(Materials provided begins)
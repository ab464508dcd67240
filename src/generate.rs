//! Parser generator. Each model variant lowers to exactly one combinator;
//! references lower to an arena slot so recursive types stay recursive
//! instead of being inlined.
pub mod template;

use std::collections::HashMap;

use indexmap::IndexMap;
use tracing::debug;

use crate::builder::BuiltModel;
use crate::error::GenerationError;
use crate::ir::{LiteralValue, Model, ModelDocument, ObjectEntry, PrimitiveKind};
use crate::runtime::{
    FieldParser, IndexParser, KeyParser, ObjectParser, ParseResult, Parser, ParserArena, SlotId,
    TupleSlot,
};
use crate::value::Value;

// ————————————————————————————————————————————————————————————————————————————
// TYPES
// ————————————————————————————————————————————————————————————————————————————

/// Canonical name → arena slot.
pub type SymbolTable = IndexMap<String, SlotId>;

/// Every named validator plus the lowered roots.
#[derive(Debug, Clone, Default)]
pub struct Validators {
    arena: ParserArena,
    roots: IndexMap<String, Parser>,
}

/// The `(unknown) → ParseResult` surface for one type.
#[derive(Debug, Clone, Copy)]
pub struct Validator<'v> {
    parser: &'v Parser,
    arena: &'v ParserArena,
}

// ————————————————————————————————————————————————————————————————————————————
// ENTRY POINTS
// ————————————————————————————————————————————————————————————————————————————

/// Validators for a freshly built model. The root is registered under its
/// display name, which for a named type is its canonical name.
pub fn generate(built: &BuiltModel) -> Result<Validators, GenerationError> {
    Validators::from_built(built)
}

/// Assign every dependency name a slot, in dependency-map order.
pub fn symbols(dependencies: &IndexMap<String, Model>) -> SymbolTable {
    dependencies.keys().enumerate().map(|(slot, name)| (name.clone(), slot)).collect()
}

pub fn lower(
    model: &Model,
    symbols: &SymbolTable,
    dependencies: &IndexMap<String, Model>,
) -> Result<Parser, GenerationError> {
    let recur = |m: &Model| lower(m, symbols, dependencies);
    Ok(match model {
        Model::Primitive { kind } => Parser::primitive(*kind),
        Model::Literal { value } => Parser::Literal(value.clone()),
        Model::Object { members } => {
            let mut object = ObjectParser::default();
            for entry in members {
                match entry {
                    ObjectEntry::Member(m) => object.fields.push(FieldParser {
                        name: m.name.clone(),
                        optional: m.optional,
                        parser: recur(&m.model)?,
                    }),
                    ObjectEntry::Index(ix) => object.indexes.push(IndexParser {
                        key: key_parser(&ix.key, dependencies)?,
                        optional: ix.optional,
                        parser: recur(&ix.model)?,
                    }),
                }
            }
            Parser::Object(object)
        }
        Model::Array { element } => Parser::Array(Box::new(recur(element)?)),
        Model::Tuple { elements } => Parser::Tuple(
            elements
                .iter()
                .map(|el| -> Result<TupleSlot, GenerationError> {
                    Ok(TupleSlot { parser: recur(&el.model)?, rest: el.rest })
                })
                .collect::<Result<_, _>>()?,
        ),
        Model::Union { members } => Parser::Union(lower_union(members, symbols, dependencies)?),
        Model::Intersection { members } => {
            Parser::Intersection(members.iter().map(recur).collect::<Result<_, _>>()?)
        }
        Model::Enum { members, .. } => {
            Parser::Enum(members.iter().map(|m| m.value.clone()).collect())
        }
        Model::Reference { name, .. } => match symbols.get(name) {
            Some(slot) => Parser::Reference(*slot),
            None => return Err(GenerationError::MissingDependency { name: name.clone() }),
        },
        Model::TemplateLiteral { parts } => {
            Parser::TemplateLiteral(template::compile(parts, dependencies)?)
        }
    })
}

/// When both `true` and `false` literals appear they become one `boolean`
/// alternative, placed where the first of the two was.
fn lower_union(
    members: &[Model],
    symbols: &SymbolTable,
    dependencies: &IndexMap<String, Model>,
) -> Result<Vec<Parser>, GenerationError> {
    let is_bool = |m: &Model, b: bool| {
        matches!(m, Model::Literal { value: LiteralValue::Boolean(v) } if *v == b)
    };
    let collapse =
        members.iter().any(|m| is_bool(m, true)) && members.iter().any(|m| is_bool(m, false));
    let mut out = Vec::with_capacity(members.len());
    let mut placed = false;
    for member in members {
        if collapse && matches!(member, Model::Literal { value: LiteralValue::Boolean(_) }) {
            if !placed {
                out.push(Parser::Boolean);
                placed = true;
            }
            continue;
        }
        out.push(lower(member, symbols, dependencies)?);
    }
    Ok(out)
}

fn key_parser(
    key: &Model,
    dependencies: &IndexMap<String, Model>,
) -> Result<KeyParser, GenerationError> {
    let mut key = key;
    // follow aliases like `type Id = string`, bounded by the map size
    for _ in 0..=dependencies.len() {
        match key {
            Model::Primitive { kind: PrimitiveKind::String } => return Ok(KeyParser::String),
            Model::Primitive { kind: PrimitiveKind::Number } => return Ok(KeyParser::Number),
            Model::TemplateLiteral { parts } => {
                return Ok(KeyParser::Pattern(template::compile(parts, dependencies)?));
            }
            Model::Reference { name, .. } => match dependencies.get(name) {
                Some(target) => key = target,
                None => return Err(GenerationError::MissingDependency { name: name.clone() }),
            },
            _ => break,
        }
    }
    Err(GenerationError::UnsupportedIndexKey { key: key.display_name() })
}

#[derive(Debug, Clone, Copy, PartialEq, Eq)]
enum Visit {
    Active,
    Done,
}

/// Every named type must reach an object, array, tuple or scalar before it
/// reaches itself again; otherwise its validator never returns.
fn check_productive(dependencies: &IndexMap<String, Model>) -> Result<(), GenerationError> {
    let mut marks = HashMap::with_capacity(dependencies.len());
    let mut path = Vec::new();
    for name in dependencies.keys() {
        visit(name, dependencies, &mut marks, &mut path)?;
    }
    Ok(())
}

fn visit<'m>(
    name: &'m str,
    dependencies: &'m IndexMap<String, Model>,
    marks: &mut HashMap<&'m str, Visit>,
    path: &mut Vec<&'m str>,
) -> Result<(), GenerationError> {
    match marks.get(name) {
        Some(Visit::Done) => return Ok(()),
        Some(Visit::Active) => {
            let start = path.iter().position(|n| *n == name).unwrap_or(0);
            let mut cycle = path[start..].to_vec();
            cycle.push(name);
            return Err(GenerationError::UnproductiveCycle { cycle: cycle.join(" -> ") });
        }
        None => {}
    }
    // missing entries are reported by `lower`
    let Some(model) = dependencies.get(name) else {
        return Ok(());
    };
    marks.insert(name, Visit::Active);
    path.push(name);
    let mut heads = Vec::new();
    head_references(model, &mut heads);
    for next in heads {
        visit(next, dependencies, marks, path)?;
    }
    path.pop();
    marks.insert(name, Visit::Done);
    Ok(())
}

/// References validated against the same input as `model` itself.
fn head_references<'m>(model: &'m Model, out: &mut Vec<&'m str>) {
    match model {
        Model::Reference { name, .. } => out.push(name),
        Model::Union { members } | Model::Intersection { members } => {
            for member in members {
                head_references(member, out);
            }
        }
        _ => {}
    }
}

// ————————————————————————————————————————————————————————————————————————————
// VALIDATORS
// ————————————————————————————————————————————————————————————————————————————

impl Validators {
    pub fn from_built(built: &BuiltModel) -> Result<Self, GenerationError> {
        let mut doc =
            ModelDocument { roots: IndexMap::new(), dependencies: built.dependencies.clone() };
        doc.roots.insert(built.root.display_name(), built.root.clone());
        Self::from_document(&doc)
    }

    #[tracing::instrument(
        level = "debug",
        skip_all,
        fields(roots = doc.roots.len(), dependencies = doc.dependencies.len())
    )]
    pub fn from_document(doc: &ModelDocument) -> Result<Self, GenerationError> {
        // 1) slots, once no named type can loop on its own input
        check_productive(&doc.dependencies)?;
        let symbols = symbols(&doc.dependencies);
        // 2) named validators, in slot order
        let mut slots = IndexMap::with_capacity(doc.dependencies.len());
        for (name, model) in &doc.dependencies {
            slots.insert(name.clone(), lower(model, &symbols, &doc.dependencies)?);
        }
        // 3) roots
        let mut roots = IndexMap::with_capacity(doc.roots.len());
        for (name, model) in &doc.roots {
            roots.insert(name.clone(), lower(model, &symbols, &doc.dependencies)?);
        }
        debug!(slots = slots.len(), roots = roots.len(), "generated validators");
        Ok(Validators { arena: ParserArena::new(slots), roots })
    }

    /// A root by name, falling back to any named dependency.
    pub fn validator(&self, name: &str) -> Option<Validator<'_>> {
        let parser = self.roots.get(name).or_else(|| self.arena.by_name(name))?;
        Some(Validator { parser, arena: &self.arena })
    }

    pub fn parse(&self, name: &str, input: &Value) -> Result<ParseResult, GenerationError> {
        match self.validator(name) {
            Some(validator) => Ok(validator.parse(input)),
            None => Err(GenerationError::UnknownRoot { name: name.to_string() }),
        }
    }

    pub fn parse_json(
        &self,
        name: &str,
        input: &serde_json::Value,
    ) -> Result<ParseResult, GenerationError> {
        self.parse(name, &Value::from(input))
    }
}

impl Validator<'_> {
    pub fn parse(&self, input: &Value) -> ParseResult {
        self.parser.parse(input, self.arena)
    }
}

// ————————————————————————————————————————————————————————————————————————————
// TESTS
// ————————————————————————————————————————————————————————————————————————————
(Materials provided ends)
(Materials provided begins)
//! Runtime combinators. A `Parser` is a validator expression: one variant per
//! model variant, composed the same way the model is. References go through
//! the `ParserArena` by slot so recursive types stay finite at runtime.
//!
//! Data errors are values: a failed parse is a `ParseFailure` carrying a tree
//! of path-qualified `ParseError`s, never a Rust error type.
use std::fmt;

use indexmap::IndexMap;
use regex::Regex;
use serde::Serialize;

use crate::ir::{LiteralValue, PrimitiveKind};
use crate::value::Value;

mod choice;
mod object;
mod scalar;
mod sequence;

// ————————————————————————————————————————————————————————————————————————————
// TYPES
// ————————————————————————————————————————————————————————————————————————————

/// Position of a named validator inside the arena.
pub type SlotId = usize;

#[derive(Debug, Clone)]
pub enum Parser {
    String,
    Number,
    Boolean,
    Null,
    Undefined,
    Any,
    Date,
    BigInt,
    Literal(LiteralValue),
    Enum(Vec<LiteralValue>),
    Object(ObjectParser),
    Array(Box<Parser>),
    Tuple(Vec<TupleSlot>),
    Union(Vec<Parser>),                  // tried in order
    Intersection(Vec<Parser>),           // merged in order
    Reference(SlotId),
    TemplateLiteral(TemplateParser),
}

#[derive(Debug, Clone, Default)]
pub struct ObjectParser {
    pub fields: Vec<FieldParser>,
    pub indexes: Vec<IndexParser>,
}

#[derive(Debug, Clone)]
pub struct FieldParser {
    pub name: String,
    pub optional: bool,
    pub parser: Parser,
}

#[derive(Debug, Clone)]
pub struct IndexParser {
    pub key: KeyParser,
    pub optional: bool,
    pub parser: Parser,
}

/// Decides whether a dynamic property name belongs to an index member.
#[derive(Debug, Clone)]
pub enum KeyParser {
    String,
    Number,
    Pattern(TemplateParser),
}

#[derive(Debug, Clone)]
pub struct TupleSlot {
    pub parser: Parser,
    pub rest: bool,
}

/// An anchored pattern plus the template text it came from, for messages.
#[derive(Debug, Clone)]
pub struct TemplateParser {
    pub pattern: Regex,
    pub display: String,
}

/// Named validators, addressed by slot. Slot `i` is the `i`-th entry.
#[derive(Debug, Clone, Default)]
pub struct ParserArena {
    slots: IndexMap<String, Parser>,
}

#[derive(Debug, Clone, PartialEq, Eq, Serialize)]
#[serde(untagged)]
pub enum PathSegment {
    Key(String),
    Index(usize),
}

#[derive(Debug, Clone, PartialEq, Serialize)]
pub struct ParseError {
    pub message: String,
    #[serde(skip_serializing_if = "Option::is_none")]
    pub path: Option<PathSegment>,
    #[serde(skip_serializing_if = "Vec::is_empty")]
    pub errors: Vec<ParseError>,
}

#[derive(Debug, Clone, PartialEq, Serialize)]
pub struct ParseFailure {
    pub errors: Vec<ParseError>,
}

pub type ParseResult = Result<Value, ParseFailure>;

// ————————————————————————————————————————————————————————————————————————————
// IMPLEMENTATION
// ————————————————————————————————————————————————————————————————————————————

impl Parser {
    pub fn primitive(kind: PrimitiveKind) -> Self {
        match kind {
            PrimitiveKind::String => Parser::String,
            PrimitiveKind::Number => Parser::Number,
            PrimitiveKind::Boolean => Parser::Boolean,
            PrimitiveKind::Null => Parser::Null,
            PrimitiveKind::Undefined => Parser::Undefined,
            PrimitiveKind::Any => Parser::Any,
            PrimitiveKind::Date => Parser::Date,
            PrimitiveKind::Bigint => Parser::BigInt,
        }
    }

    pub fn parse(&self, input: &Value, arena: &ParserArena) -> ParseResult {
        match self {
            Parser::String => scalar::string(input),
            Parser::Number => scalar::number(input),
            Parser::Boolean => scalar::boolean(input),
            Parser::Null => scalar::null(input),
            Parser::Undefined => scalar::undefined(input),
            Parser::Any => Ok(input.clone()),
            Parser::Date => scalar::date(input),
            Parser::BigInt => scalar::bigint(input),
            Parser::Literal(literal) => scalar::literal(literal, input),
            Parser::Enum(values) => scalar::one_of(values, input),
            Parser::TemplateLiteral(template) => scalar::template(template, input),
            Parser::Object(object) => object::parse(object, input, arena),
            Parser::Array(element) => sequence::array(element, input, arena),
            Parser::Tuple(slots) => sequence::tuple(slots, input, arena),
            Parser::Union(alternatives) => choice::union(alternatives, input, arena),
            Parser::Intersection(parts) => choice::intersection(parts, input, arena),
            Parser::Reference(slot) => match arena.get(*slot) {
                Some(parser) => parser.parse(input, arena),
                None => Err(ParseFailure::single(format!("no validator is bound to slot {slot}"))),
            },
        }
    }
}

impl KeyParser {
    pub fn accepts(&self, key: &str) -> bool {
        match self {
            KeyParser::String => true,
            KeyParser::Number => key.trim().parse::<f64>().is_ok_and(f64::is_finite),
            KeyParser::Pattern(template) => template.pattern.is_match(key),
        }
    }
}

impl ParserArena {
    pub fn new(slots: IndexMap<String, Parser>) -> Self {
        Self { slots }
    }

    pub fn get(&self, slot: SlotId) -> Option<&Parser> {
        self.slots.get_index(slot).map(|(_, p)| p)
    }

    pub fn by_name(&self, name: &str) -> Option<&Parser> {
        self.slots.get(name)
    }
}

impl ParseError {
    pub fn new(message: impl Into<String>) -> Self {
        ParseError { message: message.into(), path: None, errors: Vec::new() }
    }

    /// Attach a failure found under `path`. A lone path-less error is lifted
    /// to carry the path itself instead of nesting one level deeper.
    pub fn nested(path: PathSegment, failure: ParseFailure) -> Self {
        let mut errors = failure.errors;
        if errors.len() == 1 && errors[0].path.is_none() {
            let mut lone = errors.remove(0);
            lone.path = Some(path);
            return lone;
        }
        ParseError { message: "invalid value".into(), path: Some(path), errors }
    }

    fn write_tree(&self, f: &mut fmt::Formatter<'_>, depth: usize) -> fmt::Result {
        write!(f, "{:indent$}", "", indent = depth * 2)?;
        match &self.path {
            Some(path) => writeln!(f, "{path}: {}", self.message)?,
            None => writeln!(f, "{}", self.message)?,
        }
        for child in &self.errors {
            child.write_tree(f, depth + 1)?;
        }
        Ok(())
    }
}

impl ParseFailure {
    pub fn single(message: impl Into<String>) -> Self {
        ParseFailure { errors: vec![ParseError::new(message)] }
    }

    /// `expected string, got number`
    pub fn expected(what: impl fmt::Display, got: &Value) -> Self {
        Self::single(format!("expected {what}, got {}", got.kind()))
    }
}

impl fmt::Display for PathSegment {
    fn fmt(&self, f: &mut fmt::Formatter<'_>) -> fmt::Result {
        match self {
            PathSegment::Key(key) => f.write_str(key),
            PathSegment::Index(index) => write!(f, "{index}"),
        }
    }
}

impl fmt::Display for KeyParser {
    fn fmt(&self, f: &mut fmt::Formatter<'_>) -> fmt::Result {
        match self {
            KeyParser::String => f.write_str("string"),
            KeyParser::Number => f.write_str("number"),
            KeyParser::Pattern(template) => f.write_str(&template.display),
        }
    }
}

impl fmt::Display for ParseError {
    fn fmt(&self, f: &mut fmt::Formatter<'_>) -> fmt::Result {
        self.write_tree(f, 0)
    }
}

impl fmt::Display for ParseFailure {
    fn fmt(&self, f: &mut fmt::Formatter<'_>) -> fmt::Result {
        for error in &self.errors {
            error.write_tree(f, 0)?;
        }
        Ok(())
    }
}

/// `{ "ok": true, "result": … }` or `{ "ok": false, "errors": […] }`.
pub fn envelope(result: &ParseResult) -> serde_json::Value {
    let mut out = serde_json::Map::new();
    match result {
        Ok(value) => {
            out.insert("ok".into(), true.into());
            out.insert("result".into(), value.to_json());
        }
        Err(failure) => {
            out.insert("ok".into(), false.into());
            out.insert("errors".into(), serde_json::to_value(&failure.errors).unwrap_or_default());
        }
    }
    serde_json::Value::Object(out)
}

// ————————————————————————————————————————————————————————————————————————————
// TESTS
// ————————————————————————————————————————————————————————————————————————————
(Materials provided ends)
Your task:
Copy each line above holding "LiteralValue".

Task result:
use crate::ir::{LiteralValue, Model, ModelDocument, ObjectEntry, PrimitiveKind};
        matches!(m, Model::Literal { value: LiteralValue::Boolean(v) } if *v == b)
        if collapse && matches!(member, Model::Literal { value: LiteralValue::Boolean(_) }) {
use crate::ir::{LiteralValue, PrimitiveKind};
    Literal(LiteralValue),
    Enum(Vec<LiteralValue>),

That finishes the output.